La terminal usa xterm.js para renderizar. Todos los recursos se sirven desde el propio binario de ClickHouse; no se carga ninguna CDN de terceros.
La interfaz web SQL /play incorpora el terminal web como un panel acoplable. Actívalo con el icono del terminal en la barra lateral o pulsa la tecla ~ cuando el editor de consultas esté vacío. La página /play detecta la disponibilidad de /webterminal al cargarse y oculta los controles del terminal cuando el endpoint no está disponible (por ejemplo, cuando enable_webterminal está configurado como false).
Consideraciones de seguridad
El terminal web expone una sesión interactiva similar a un shell a cualquier persona que pueda autenticarse en el endpoint HTTP de ClickHouse, por lo que aquí se aplican las mismas advertencias que para el protocolo HTTP:
- Sirve siempre
/webterminal mediante HTTPS en entornos no confiables para proteger las credenciales y el tráfico de la sesión.
- Restringe el acceso a nivel de red (
firewall, proxy inverso o la configuración listen_host) del mismo modo que restringes el acceso al protocolo HTTP.
- El endpoint valida el encabezado
Origin con Host para mitigar el secuestro de WebSocket entre orígenes; configura los proxies inversos en consecuencia si terminas TLS de forma externa.
- Detrás de un proxy inverso que termina TLS, la conexión ascendente a ClickHouse usa
http sin cifrar aunque el navegador use https, por lo que la comprobación estricta del mismo origen rechazaría conexiones legítimas. Para estas implementaciones, establece webterminal_allowed_origins como una lista de orígenes completos separados por comas a los que se permite abrir sesiones de WebSocket; cuando esta configuración no está vacía, reemplaza la comprobación predeterminada del mismo origen. Ejemplo: <webterminal_allowed_origins>https://example.com,https://app.example.com:8443</webterminal_allowed_origins>.
El controlador también exige la conformidad con el protocolo WebSocket según la RFC 6455: las tramas de cliente sin enmascarar, los códigos de operación reservados, las tramas de control demasiado grandes o fragmentadas y los bits RSV reservados se rechazan con códigos de cierre por error de protocolo.
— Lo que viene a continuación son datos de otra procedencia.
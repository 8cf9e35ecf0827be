//! Database connection management with pragma configuration.
//!
//! This module handles opening the SQLite database, applying required pragmas
//! for performance and concurrency (WAL mode), and running migrations.

use super::migrations;
use crate::Error;
use std::path::Path;
use std::time::Duration;
use tokio_rusqlite::Connection;

/// Freshness window for cached documents.
pub const DEFAULT_TTL: Duration = Duration::from_secs(24 * 60 * 60);

/// Cache database handle.
///
/// Wraps a tokio-rusqlite Connection that runs database operations on a
/// background thread. Clones share the same connection, so every concurrent
/// caller is serialized through one writer.
#[derive(Clone, Debug)]
pub struct CacheDb {
    pub(crate) conn: Connection,
    pub(crate) ttl: Duration,
}

impl CacheDb {
    /// Open a database at the specified path.
    ///
    /// Creates the parent directory and the file if they don't exist, applies
    /// performance pragmas, and runs any pending migrations. Any failure here
    /// is a startup configuration error.
    pub async fn open(path: impl AsRef<Path>) -> Result<Self, Error> {
        let path = path.as_ref();

        if let Some(parent) = path.parent()
            && !parent.as_os_str().is_empty()
        {
            std::fs::create_dir_all(parent)
                .map_err(|e| Error::Config(format!("cannot create cache directory {}: {e}", parent.display())))?;
        }

        let conn = Connection::open(path)
            .await
            .map_err(|e| Error::Config(format!("cannot open cache at {}: {e}", path.display())))?;

        Self::init(conn)
            .await
            .map_err(|e| Error::Config(format!("cannot initialize cache at {}: {e}", path.display())))
    }

    /// Open an in-memory database for testing.
    ///
    /// Creates a temporary in-memory SQLite database with the same
    /// pragma configuration as file-based databases.
    pub async fn open_in_memory() -> Result<Self, Error> {
        let conn = Connection::open_in_memory()
            .await
            .map_err(|e| Error::Database(e.into()))?;

        Self::init(conn).await
    }

    async fn init(conn: Connection) -> Result<Self, Error> {
        conn.call(|conn| {
            conn.execute_batch(
                "PRAGMA journal_mode=WAL;
                 PRAGMA synchronous=NORMAL;
                 PRAGMA temp_store=MEMORY;
                 PRAGMA busy_timeout=5000;",
            )?;
            Ok(())
        })
        .await
        .map_err(Error::Database)?;

        migrations::run(&conn).await?;

        Ok(Self { conn, ttl: DEFAULT_TTL })
    }

    /// Replace the freshness window used by reads.
    pub fn with_ttl(mut self, ttl: Duration) -> Self {
        self.ttl = ttl;
        self
    }

    /// The freshness window used by reads.
    pub fn ttl(&self) -> Duration {
        self.ttl
    }

    /// Close the underlying connection.
    ///
    /// Other clones of this handle fail with a `CACHE_ERROR` afterwards.
    pub async fn close(self) -> Result<(), Error> {
        self.conn.close().await.map_err(Error::Database)
    }
}

#[cfg(test)]
mod tests {
    use super::*;

    #[tokio::test]
    async fn test_open_in_memory() {
        let db = CacheDb::open_in_memory().await.unwrap();
        let version = db
            .conn
            .call(|conn| conn.query_row("SELECT sqlite_version()", [], |row| row.get::<_, String>(0)))
            .await
            .unwrap();
        assert!(!version.is_empty());
        assert_eq!(db.ttl(), DEFAULT_TTL);
    }

    #[tokio::test]
    async fn test_open_creates_parent_directories() {
        let dir = tempfile::tempdir().unwrap();
        let path = dir.path().join("nested").join("deeper").join("cache.sqlite");

        let db = CacheDb::open(&path).await.unwrap();
        db.close().await.unwrap();

        assert!(path.exists());
    }

    #[tokio::test]
    async fn test_open_unwritable_path_is_config_error() {
        let dir = tempfile::tempdir().unwrap();
        let blocker = dir.path().join("not-a-dir");
        std::fs::write(&blocker, b"file").unwrap();

        let result = CacheDb::open(blocker.join("cache.sqlite")).await;
        assert!(matches!(result, Err(Error::Config(_))));
    }

    #[tokio::test]
    async fn test_with_ttl() {
        let db = CacheDb::open_in_memory()
            .await
            .unwrap()
            .with_ttl(Duration::from_secs(5));
        assert_eq!(db.ttl(), Duration::from_secs(5));
    }

    #[tokio::test]
    async fn test_calls_fail_after_close() {
        let db = CacheDb::open_in_memory().await.unwrap();
        let other = db.clone();
        db.close().await.unwrap();

        let result = other.get("anything").await;
        assert!(matches!(result, Err(Error::Database(_))));
    }
}
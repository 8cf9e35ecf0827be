//! Configuration validation rules.
//!
//! This module provides validation logic for `AppConfig` values
//! after they have been loaded from environment, files, or defaults.

use crate::config::AppConfig;
use thiserror::Error;

/// Configuration validation errors.
#[derive(Debug, Error)]
pub enum ConfigError {
    #[error("failed to load configuration: {0}")]
    LoadFailed(String),

    #[error("invalid configuration: {field} - {reason}")]
    Invalid { field: String, reason: String },

    #[error("missing required configuration: {field} ({hint})")]
    Missing { field: String, hint: String },
}

impl From<ConfigError> for crate::Error {
    fn from(err: ConfigError) -> Self {
        crate::Error::Config(err.to_string())
    }
}

fn invalid(field: &str, reason: &str) -> ConfigError {
    ConfigError::Invalid { field: field.into(), reason: reason.into() }
}

fn check_timeout(field: &str, value: u64) -> Result<(), ConfigError> {
    if value < 100 {
        return Err(invalid(field, "must be at least 100ms"));
    }
    if value > 300_000 {
        return Err(invalid(field, "must not exceed 5 minutes (300000ms)"));
    }
    Ok(())
}

impl AppConfig {
    /// Validate configuration values after loading.
    ///
    /// # Errors
    ///
    /// Returns `ConfigError::Invalid` if:
    /// - `max_bytes` is 0 or exceeds 50MB
    /// - a timeout is below 100ms or above 5 minutes
    /// - `user_agent` or `db_path` is empty
    /// - `cache_ttl_secs` or `max_concurrency` is 0
    /// - `max_count` is outside 1-100 or `default_count` exceeds it
    /// - a discovery base URL does not parse
    pub fn validate(&self) -> Result<(), ConfigError> {
        if self.max_bytes == 0 {
            return Err(invalid("max_bytes", "must be greater than 0"));
        }
        if self.max_bytes > 50 * 1024 * 1024 {
            return Err(invalid("max_bytes", "must not exceed 50MB"));
        }

        check_timeout("fetch_timeout_ms", self.fetch_timeout_ms)?;
        check_timeout("discovery_timeout_ms", self.discovery_timeout_ms)?;

        if self.user_agent.is_empty() {
            return Err(invalid("user_agent", "must not be empty"));
        }
        if self.db_path.as_os_str().is_empty() {
            return Err(invalid("db_path", "must not be empty"));
        }

        if self.cache_ttl_secs == 0 {
            return Err(invalid("cache_ttl_secs", "must be greater than 0"));
        }

        if self.max_count == 0 || self.max_count > 100 {
            return Err(invalid("max_count", "must be between 1 and 100"));
        }
        if self.default_count == 0 || self.default_count > self.max_count {
            return Err(invalid("default_count", "must be between 1 and max_count"));
        }
        if self.max_concurrency == 0 {
            return Err(invalid("max_concurrency", "must be at least 1"));
        }

        for (field, value) in [("google_base_url", &self.google_base_url), ("duckduckgo_base_url", &self.duckduckgo_base_url)]
        {
            url::Url::parse(value).map_err(|e| invalid(field, &e.to_string()))?;
        }

        if self.rate_limit_ms > 60_000 {
            tracing::warn!(rate_limit_ms = self.rate_limit_ms, "rate limit delay exceeds one minute per search");
        }

        Ok(())
    }
}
El controlador se compila en todas las plataformas compatibles con ClickHouse. La capa de seudoterminal utilizada por el ejecutor integrado de clickhouse-client está implementada sobre primitivas POSIX portátiles (posix_openpt/grantpt/unlockpt), con una implementación específica para Linux que utiliza ptsname_r, que es seguro para hilos. Los enlaces a /webterminal en la página de inicio de ClickHouse y en /play se ocultan automáticamente cuando el endpoint no está disponible (por ejemplo, cuando enable_webterminal se establece en false).